From the entries below, copy every line where the string "EnvOverrides" appears.

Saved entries

· · ·

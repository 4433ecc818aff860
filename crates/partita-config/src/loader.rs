//! Configuration loading with layered merging.
//!
//! Precedence, lowest to highest: built-in defaults, `partita.json` in the
//! project directory, `PARTITA_*` environment variables.

use crate::env::EnvOverrides;
use crate::error::{ConfigError, Result};
use crate::types::{Config, FileConfig, SolveStrategy};
use std::path::{Path, PathBuf};
use std::time::Duration;
use url::Url;

/// Name of the project-local configuration file.
pub const CONFIG_FILE_NAME: &str = "partita.json";

/// Loads and merges configuration for a project directory.
#[derive(Debug)]
pub struct ConfigLoader {
    project_dir: PathBuf,
    env: EnvOverrides,
}

impl ConfigLoader {
    /// Create a loader rooted at `project_dir`, snapshotting the environment.
    #[must_use]
    pub fn new(project_dir: impl Into<PathBuf>) -> Self {
        Self {
            project_dir: project_dir.into(),
            env: EnvOverrides::from_env(),
        }
    }

    /// Create a loader with explicit environment overrides, for tests.
    #[must_use]
    pub fn with_env(project_dir: impl Into<PathBuf>, env: EnvOverrides) -> Self {
        Self {
            project_dir: project_dir.into(),
            env,
        }
    }

    /// Path to the project configuration file.
    #[must_use]
    pub fn config_path(&self) -> PathBuf {
        self.project_dir.join(CONFIG_FILE_NAME)
    }

    /// Load, merge, and validate configuration.
    ///
    /// # Errors
    /// Returns an error if the config file exists but is unreadable or
    /// invalid, or if a merged value fails validation.
    pub fn load(&self) -> Result<Config> {
        let mut config = Config::default();

        if let Some(file) = self.load_file()? {
            apply_file(&mut config, &file)?;
        }
        self.apply_env(&mut config)?;

        Ok(config)
    }

    fn load_file(&self) -> Result<Option<FileConfig>> {
        let path = self.config_path();
        if !path.exists() {
            return Ok(None);
        }
        let content = std::fs::read_to_string(&path).map_err(|e| ConfigError::Io {
            path: path.clone(),
            message: e.to_string(),
        })?;
        let file = serde_json::from_str(&content).map_err(|e| ConfigError::Parse {
            path,
            message: e.to_string(),
        })?;
        Ok(Some(file))
    }

    fn apply_env(&self, config: &mut Config) -> Result<()> {
        if let Some(ref raw) = self.env.npm_registry {
            config.npm_registry_url = parse_url("PARTITA_NPM_REGISTRY", raw)?;
        }
        if let Some(ref raw) = self.env.opam_registry {
            config.opam_registry_url = parse_url("PARTITA_OPAM_REGISTRY", raw)?;
        }
        if let Some(ref raw) = self.env.github_raw {
            config.github_raw_url = parse_url("PARTITA_GITHUB_RAW", raw)?;
        }
        if let Some(ref dir) = self.env.cache_dir {
            config.cache_dir = Some(self.resolve_path(dir));
        }
        if let Some(secs) = self.env.solver_timeout {
            config.solver_timeout = Duration::from_secs(secs);
        }
        if let Some(ref raw) = self.env.strategy {
            config.strategy = raw.parse().map_err(|_| ConfigError::Invalid {
                key: "PARTITA_STRATEGY".to_string(),
                message: format!("unknown strategy '{raw}'"),
            })?;
        }
        if let Some(retries) = self.env.http_retries {
            config.http_retries = u32::try_from(retries).map_err(|_| ConfigError::Invalid {
                key: "PARTITA_HTTP_RETRIES".to_string(),
                message: format!("value {retries} out of range"),
            })?;
        }
        Ok(())
    }

    fn resolve_path(&self, path: &Path) -> PathBuf {
        if path.is_absolute() {
            path.to_path_buf()
        } else {
            self.project_dir.join(path)
        }
    }

    /// The project directory this loader is rooted at.
    #[must_use]
    pub fn project_dir(&self) -> &Path {
        &self.project_dir
    }
}

fn apply_file(config: &mut Config, file: &FileConfig) -> Result<()> {
    if let Some(ref raw) = file.npm_registry {
        config.npm_registry_url = parse_url("npm-registry", raw)?;
    }
    if let Some(ref raw) = file.opam_registry {
        config.opam_registry_url = parse_url("opam-registry", raw)?;
    }
    if let Some(ref raw) = file.github_raw {
        config.github_raw_url = parse_url("github-raw", raw)?;
    }
    if let Some(ref dir) = file.cache_dir {
        config.cache_dir = Some(dir.clone());
    }
    if let Some(secs) = file.solver_timeout {
        config.solver_timeout = Duration::from_secs(secs);
    }
    if let Some(strategy) = file.strategy {
        config.strategy = strategy;
    }
    if let Some(retries) = file.http_retries {
        config.http_retries = retries;
    }
    Ok(())
}

fn parse_url(key: &str, raw: &str) -> Result<Url> {
    Url::parse(raw).map_err(|e| ConfigError::Invalid {
        key: key.to_string(),
        message: e.to_string(),
    })
}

· · ·

PROBLEM SOLUTION:
use crate::env::EnvOverrides;
    env: EnvOverrides,
            env: EnvOverrides::from_env(),
    pub fn with_env(project_dir: impl Into<PathBuf>, env: EnvOverrides) -> Self {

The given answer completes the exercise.